## TASK BRIEF
For each line below that includes the word "crate", make a copy.

AVAILABLE DATA section start

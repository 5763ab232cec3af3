//! Arithmetic and comparison over [`Value`]s.
//!
//! Integer operations are checked: overflow and division by zero produce no
//! value. Mixing an integer with a float promotes to float. `+` on two
//! strings concatenates through the interner. Any other type combination is
//! undefined and produces no value.

use crate::ast::{ArithOp, CompareOp};
use crate::interner::Interner;
use crate::value::Value;
use std::cmp::Ordering;
use tracing::trace;

pub fn arith(op: ArithOp, left: Value, right: Value, strings: &mut Interner) -> Option<Value> {
    let result = match (left, right) {
        (Value::Integer(a), Value::Integer(b)) => match op {
            ArithOp::Add => a.checked_add(b),
            ArithOp::Sub => a.checked_sub(b),
            ArithOp::Mul => a.checked_mul(b),
            ArithOp::Div => a.checked_div(b),
            ArithOp::Mod => a.checked_rem(b),
        }
        .map(Value::Integer),
        (Value::String(a), Value::String(b)) if op == ArithOp::Add => {
            let joined = format!(
                "{}{}",
                strings.resolve(a).unwrap_or_default(),
                strings.resolve(b).unwrap_or_default()
            );
            Some(Value::String(strings.intern(&joined)))
        }
        (l, r) => match (l.as_f64(), r.as_f64()) {
            (Some(a), Some(b)) => Some(Value::Float(match op {
                ArithOp::Add => a + b,
                ArithOp::Sub => a - b,
                ArithOp::Mul => a * b,
                ArithOp::Div => a / b,
                ArithOp::Mod => a % b,
            })),
            _ => None,
        },
    };
    if result.is_none() {
        trace!(%op, left = %left, right = %right, "arith_undefined");
    }
    result
}

/// Ordering used by comparisons: numbers compare numerically across
/// integer and float, strings by their text, everything else by the total
/// value order.
fn ordering(left: Value, right: Value, strings: &Interner) -> Option<Ordering> {
    match (left, right) {
        (Value::Integer(a), Value::Integer(b)) => Some(a.cmp(&b)),
        (Value::String(a), Value::String(b)) | (Value::Atom(a), Value::Atom(b)) => {
            Some(strings.resolve(a).cmp(&strings.resolve(b)))
        }
        (l, r) if l.is_numeric() && r.is_numeric() => {
            let (a, b) = (l.as_f64()?, r.as_f64()?);
            a.partial_cmp(&b)
        }
        (l, r) => Some(l.cmp(&r)),
    }
}

pub fn compare(op: CompareOp, left: Value, right: Value, strings: &Interner) -> bool {
    // Equality between non-numeric values is identity.
    if !(left.is_numeric() && right.is_numeric()) {
        match op {
            CompareOp::Eq => return left == right,
            CompareOp::Ne => return left != right,
            _ => {}
        }
    }
    let Some(ord) = ordering(left, right, strings) else {
        // NaN on one side.
        return op == CompareOp::Ne;
    };
    match op {
        CompareOp::Eq => ord == Ordering::Equal,
        CompareOp::Ne => ord != Ordering::Equal,
        CompareOp::Lt => ord == Ordering::Less,
        CompareOp::Le => ord != Ordering::Greater,
        CompareOp::Gt => ord == Ordering::Greater,
        CompareOp::Ge => ord != Ordering::Less,
    }
}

AVAILABLE DATA section end

## RESULT OF THE EXERCISE
use crate::ast::{ArithOp, CompareOp};
use crate::interner::Interner;
use crate::value::Value;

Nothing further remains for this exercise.